>>>

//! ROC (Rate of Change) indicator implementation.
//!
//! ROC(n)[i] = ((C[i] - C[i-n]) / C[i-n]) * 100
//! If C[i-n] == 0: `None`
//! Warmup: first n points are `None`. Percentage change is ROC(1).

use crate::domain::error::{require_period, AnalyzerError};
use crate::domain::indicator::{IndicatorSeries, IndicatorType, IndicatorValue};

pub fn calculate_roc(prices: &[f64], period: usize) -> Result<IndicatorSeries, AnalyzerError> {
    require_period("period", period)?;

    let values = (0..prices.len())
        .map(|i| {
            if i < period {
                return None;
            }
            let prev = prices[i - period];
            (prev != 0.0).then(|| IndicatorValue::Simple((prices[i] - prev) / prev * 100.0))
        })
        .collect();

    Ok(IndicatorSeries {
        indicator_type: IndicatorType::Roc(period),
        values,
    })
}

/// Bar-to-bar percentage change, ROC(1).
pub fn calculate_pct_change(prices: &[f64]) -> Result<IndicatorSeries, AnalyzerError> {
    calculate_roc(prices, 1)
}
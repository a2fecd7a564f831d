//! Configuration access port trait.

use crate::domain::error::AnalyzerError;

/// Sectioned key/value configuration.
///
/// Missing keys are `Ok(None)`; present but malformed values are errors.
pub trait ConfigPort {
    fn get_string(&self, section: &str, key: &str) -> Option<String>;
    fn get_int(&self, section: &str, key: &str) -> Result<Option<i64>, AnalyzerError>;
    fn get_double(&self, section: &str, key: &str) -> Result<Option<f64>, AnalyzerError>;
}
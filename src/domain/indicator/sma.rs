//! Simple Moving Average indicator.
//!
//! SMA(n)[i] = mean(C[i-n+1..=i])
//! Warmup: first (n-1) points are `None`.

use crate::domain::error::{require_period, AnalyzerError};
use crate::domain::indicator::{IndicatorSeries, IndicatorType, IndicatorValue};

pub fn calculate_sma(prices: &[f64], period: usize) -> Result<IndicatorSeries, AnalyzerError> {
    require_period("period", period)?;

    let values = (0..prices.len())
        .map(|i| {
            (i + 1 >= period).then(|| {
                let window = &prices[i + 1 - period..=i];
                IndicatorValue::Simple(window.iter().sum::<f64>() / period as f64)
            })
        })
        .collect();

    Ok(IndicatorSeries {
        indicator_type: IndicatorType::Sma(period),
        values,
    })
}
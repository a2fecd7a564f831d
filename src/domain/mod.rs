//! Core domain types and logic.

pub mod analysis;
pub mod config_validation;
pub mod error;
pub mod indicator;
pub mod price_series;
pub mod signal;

<<<

*Assignment*
The lines from the one holding "SMA(n)[i] = mean(C[i-n+1..=i])" to the final line of the entries, both included, are what should be output, exactly and alone.

*Exercise response*
//! SMA(n)[i] = mean(C[i-n+1..=i])
//! Warmup: first (n-1) points are `None`.

use crate::domain::error::{require_period, AnalyzerError};
use crate::domain::indicator::{IndicatorSeries, IndicatorType, IndicatorValue};

pub fn calculate_sma(prices: &[f64], period: usize) -> Result<IndicatorSeries, AnalyzerError> {
    require_period("period", period)?;

    let values = (0..prices.len())
        .map(|i| {
            (i + 1 >= period).then(|| {
                let window = &prices[i + 1 - period..=i];
                IndicatorValue::Simple(window.iter().sum::<f64>() / period as f64)
            })
        })
        .collect();

    Ok(IndicatorSeries {
        indicator_type: IndicatorType::Sma(period),
        values,
    })
}
repository a2fecd7a564f831d
filename src/domain/mod.rs
//! Core domain types and logic.

pub mod analysis;
pub mod config_validation;
pub mod error;
pub mod indicator;
pub mod price_series;
pub mod signal;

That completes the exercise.